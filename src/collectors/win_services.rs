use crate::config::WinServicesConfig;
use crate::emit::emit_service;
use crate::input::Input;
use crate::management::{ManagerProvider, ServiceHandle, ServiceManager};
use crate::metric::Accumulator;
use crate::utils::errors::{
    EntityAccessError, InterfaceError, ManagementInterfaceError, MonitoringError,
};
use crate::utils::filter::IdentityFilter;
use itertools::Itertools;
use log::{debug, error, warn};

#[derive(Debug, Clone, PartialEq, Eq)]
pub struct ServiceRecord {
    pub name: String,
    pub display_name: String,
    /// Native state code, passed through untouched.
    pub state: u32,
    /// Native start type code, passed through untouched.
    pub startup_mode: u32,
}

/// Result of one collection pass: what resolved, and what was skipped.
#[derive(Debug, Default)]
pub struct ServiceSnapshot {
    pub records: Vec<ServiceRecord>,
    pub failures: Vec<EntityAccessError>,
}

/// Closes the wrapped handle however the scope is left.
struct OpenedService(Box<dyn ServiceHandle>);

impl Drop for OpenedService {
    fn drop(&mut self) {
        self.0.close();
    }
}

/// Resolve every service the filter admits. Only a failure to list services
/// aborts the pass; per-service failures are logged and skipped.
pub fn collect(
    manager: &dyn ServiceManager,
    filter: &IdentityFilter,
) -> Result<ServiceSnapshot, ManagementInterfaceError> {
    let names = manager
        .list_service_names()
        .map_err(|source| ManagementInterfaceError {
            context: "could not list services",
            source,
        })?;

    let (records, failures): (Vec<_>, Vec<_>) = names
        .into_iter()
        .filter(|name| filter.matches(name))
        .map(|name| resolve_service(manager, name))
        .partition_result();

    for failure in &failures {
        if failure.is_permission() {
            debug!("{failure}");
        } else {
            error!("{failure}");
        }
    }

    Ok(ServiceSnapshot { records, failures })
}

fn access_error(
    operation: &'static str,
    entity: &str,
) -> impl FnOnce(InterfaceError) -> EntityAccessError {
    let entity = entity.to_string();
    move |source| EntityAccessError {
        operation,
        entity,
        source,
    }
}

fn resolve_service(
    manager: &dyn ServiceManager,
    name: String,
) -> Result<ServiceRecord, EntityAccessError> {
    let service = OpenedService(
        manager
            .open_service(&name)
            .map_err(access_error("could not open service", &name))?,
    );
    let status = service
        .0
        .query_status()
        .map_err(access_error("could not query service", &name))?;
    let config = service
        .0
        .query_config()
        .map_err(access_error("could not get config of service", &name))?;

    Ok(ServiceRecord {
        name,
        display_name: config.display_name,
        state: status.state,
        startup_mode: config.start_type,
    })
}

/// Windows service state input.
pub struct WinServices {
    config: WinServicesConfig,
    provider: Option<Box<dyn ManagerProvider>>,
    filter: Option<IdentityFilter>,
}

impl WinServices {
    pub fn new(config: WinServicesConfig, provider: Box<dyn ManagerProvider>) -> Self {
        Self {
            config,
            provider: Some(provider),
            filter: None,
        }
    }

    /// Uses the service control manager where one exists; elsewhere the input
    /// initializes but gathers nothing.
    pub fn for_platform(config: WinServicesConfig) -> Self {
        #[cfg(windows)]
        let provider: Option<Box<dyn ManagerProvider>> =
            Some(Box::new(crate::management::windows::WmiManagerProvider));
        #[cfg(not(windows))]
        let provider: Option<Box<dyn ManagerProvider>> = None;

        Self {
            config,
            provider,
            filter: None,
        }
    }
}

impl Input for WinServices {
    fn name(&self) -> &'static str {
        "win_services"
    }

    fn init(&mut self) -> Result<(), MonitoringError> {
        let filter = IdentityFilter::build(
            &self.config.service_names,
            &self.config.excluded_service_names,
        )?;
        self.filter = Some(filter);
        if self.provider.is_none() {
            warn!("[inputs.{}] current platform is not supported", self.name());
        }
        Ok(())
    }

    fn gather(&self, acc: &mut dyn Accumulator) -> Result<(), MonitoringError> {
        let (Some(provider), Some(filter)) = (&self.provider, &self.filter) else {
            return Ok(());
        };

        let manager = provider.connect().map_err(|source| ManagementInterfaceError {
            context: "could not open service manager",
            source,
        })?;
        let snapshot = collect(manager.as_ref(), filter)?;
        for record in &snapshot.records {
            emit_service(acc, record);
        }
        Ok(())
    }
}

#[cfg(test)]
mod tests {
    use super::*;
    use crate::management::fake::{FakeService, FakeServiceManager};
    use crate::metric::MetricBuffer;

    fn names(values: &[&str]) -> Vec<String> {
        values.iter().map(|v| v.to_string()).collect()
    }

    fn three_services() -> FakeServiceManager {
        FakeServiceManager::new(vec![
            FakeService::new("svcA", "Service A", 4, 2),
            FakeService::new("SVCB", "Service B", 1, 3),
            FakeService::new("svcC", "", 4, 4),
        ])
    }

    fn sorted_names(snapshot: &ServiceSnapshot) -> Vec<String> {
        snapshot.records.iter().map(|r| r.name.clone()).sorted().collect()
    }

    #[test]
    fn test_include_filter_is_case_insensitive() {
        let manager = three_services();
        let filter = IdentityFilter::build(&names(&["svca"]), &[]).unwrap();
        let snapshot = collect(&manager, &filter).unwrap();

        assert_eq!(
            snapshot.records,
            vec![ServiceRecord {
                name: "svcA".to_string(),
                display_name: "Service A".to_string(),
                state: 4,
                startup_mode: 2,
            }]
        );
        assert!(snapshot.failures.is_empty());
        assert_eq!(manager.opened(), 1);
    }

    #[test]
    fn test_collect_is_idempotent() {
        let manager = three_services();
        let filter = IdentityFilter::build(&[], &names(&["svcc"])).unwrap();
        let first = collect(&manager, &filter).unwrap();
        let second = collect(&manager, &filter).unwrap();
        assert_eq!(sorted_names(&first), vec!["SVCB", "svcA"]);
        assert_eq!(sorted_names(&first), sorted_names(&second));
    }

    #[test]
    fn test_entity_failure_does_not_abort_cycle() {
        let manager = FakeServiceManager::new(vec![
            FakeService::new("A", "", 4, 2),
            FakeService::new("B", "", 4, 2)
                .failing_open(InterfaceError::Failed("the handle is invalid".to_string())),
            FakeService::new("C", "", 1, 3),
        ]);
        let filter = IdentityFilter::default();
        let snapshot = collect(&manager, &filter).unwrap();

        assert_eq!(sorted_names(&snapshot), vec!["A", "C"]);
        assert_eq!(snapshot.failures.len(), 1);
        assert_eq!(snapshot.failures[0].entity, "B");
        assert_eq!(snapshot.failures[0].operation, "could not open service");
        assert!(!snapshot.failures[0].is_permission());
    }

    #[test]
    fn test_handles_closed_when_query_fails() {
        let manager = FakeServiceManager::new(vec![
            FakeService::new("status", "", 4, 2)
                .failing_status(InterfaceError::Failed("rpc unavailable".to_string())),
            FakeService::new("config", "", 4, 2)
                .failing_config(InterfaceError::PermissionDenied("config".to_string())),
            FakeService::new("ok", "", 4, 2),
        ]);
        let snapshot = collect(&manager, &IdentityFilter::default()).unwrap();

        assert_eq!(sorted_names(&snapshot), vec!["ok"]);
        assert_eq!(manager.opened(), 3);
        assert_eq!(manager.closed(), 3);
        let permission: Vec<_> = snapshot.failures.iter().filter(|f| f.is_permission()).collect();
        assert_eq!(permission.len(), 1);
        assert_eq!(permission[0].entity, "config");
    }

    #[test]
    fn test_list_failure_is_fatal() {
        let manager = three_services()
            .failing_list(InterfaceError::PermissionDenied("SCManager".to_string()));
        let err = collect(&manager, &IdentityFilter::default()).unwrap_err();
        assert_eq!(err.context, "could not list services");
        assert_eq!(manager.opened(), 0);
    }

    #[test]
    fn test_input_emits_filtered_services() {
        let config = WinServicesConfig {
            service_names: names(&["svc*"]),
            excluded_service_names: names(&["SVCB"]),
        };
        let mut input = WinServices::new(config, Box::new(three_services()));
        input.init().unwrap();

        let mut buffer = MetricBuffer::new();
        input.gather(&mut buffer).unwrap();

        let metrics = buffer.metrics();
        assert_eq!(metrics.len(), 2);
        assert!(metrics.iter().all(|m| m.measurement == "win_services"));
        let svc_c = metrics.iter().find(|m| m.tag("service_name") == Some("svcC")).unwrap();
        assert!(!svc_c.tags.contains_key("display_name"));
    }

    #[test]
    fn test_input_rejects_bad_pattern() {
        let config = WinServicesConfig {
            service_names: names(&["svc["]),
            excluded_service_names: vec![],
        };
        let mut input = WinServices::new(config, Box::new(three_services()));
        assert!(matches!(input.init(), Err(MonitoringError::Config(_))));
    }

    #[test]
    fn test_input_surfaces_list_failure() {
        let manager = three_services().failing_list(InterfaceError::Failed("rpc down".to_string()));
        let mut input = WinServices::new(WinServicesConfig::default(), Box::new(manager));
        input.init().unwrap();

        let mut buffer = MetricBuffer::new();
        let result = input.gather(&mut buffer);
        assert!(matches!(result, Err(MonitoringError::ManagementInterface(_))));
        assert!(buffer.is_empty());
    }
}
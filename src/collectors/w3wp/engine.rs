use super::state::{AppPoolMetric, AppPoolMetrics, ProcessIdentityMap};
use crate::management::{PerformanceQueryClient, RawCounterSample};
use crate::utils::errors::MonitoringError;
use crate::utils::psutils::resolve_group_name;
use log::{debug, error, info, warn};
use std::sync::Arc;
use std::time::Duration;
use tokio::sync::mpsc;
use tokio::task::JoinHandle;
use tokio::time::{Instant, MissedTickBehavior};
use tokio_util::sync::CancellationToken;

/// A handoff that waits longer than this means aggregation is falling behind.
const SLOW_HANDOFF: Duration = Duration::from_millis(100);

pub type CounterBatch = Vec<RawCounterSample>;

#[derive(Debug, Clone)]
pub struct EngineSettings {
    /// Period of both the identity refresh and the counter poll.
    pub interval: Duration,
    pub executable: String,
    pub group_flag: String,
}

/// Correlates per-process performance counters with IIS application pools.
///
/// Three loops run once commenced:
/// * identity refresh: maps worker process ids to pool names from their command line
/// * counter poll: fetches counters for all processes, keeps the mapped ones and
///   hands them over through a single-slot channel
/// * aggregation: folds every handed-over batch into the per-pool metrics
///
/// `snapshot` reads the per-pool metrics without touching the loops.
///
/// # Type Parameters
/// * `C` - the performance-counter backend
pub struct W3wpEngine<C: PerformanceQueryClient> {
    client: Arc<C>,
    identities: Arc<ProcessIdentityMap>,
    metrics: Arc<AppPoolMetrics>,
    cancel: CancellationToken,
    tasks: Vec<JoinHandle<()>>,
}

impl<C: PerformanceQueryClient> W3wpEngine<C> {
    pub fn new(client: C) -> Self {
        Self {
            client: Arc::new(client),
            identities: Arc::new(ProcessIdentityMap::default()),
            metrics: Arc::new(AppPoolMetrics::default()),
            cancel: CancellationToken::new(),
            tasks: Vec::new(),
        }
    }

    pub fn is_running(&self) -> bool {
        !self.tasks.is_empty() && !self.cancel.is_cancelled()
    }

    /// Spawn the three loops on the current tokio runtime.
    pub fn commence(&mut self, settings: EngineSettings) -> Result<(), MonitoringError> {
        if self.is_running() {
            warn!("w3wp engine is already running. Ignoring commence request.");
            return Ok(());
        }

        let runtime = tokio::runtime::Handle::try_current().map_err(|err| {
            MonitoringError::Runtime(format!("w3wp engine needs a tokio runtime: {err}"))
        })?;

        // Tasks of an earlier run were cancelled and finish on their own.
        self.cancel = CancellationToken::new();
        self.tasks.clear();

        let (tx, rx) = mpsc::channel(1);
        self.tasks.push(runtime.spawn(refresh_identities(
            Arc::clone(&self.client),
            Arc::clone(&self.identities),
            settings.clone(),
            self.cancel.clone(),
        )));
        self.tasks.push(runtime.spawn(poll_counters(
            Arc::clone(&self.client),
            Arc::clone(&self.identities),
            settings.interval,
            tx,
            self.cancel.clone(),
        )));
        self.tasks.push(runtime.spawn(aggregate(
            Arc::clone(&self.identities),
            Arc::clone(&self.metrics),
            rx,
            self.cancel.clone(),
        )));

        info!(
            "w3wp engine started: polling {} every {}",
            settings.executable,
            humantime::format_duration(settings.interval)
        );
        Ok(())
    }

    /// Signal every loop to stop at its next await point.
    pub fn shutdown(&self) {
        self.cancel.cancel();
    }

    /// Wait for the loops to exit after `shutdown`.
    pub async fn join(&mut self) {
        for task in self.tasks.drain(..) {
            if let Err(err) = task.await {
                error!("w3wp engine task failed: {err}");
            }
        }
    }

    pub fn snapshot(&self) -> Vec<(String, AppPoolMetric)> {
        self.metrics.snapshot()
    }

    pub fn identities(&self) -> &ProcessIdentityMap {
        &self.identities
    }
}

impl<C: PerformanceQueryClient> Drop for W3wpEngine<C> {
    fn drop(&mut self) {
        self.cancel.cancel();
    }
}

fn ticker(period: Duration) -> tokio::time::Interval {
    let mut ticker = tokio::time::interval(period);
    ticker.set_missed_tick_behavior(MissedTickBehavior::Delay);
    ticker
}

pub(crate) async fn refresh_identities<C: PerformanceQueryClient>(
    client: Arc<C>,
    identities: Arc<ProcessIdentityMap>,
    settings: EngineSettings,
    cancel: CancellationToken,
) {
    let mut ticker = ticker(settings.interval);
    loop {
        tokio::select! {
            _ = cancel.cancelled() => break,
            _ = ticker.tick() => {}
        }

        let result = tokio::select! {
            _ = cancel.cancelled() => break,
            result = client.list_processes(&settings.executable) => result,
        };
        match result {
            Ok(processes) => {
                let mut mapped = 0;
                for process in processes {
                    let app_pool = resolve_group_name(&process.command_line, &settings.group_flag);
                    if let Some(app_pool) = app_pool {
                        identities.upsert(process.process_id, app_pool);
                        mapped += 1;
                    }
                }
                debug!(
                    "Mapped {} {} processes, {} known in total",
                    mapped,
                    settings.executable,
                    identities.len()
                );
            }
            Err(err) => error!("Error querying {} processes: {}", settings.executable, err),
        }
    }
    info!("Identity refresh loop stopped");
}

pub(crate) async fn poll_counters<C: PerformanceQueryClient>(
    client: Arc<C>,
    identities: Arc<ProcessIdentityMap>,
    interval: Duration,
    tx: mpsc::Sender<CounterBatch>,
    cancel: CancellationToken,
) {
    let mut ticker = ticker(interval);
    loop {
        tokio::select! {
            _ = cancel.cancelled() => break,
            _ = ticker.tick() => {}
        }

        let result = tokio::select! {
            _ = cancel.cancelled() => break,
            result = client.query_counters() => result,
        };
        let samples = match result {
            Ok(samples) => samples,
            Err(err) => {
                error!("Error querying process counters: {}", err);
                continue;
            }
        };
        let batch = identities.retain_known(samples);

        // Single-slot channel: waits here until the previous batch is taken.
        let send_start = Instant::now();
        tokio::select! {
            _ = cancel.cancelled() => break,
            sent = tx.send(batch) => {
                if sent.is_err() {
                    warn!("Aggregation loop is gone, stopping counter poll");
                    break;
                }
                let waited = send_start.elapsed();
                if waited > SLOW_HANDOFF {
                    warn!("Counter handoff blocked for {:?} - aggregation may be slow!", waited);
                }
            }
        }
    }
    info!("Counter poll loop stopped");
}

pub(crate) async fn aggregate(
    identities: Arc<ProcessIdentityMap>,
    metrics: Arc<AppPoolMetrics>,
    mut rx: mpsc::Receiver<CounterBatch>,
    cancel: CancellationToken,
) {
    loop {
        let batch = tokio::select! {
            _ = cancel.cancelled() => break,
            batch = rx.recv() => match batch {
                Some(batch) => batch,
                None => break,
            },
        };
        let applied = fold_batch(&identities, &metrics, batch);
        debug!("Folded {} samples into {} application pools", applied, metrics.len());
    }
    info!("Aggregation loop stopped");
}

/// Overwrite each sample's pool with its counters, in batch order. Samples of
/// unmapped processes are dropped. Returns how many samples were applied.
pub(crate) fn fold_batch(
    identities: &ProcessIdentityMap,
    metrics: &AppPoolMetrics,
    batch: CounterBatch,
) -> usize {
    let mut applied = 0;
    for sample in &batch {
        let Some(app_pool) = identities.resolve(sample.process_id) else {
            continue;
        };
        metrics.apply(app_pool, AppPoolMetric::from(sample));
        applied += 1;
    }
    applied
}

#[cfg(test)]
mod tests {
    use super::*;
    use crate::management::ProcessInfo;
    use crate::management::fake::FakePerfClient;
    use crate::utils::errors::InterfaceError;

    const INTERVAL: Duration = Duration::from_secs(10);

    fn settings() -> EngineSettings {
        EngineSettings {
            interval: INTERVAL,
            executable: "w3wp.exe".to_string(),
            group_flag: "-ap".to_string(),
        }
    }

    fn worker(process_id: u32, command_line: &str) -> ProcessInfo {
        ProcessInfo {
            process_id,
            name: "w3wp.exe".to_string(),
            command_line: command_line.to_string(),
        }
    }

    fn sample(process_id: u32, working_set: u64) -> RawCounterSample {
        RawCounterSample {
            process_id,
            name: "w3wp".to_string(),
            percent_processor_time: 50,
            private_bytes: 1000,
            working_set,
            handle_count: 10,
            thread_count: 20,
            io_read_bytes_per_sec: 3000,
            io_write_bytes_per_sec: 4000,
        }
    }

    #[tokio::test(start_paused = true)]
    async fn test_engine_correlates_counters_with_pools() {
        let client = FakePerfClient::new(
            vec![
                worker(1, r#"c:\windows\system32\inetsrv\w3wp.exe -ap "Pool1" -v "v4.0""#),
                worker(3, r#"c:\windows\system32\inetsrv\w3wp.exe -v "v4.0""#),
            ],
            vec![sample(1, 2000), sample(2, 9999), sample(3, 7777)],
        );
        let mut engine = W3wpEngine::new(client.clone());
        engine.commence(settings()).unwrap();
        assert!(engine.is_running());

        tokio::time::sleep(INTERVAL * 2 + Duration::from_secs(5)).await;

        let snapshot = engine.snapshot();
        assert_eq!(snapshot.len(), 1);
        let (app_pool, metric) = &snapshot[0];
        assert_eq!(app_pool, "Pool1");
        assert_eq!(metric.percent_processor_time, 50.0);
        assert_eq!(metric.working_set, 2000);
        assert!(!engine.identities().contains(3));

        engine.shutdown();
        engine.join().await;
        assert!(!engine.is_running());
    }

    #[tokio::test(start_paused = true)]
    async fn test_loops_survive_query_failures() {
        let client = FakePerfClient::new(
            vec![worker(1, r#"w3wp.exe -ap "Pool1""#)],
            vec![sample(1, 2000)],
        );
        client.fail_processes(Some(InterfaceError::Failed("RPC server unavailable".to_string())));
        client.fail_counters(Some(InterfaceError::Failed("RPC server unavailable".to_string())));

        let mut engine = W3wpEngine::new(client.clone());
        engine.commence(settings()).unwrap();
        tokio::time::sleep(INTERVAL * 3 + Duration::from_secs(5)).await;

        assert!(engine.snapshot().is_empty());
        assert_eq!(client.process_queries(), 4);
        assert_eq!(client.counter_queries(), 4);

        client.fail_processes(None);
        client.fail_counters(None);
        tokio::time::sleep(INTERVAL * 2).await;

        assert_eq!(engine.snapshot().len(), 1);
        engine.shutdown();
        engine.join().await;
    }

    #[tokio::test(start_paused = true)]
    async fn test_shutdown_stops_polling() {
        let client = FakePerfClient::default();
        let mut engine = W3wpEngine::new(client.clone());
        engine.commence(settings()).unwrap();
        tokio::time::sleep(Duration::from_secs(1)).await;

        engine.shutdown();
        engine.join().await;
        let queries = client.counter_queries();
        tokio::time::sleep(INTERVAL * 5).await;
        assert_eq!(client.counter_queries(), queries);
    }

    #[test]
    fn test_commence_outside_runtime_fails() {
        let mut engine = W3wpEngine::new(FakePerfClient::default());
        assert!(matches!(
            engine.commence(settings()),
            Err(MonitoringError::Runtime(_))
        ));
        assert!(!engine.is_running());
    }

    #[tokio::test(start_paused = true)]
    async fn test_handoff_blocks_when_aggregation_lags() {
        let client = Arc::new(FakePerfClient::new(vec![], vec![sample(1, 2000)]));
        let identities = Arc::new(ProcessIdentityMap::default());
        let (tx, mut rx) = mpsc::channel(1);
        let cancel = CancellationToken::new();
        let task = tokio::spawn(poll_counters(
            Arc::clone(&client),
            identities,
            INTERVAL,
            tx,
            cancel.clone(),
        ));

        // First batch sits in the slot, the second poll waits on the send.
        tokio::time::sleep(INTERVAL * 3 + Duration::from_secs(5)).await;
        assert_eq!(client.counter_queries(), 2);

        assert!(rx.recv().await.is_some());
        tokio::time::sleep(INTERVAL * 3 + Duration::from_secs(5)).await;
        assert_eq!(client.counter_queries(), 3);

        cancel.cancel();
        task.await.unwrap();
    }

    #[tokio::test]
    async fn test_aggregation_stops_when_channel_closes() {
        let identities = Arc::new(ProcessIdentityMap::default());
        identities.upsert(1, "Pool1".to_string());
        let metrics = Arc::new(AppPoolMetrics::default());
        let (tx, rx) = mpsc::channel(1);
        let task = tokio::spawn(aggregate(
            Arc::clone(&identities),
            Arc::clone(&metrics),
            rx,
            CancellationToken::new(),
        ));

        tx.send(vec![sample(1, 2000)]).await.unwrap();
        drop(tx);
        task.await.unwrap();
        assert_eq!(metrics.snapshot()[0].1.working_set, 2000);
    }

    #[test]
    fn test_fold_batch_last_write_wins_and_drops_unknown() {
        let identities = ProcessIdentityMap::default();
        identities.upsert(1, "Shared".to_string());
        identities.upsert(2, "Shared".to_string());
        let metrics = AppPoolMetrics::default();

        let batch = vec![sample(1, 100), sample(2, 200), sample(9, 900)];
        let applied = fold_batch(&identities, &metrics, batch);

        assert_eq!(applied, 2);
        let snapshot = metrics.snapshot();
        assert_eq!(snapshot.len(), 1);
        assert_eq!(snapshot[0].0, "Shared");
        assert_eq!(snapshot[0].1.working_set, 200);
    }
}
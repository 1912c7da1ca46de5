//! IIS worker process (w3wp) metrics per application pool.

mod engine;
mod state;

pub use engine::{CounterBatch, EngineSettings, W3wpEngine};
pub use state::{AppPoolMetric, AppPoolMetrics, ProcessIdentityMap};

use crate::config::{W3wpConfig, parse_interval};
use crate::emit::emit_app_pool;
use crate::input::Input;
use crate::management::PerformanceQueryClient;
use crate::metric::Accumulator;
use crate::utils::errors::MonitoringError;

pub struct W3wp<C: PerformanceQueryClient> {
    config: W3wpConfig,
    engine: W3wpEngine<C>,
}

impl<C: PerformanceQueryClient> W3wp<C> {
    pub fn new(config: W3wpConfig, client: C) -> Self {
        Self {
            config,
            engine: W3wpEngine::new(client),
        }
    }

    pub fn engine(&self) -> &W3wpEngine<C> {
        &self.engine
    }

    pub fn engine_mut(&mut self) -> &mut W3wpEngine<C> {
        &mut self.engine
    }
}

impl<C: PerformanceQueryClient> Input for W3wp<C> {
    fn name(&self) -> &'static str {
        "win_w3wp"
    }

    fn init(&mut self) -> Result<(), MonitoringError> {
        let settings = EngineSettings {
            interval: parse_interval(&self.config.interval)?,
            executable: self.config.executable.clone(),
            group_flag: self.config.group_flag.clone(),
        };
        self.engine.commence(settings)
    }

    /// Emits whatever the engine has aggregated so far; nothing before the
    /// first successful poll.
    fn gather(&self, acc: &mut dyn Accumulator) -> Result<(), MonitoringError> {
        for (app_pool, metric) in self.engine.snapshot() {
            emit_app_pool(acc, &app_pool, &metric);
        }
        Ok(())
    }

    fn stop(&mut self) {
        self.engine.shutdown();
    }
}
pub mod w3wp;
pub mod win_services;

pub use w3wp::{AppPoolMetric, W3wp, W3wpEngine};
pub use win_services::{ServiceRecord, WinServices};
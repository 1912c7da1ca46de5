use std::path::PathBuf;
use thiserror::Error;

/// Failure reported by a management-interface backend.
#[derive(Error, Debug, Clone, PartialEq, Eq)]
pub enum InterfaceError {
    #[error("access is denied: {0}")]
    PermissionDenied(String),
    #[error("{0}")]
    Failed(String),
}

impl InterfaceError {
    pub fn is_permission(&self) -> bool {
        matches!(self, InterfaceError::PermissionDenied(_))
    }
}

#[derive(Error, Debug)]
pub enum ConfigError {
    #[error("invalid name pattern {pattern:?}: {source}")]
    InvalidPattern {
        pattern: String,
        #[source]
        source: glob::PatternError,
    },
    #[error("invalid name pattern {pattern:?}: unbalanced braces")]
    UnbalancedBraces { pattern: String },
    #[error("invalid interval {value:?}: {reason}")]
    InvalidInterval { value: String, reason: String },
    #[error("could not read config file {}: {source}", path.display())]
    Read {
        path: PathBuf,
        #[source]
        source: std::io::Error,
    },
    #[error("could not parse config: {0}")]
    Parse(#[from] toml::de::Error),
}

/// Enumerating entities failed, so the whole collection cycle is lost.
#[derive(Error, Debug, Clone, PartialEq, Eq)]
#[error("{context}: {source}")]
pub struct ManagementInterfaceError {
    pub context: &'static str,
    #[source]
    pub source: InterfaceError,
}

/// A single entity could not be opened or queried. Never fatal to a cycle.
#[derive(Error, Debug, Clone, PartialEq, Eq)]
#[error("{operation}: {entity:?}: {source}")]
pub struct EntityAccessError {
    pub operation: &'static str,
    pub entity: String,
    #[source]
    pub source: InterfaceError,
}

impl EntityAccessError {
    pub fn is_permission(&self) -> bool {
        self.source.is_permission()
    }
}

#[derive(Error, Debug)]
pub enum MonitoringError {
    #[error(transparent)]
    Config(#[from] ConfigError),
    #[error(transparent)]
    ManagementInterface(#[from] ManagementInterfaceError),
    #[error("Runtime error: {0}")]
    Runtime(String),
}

- - -

### What you need to do
Once you find the line containing "use crate::utils::filter::IdentityFilter;", stop: reproduce exactly that line and every line of the data before it, and nothing else.

### Your solution
filename src/collectors/win_services.rs
use crate::config::WinServicesConfig;
use crate::emit::emit_service;
use crate::input::Input;
use crate::management::{ManagerProvider, ServiceHandle, ServiceManager};
use crate::metric::Accumulator;
use crate::utils::errors::{
    EntityAccessError, InterfaceError, ManagementInterfaceError, MonitoringError,
};
use crate::utils::filter::IdentityFilter;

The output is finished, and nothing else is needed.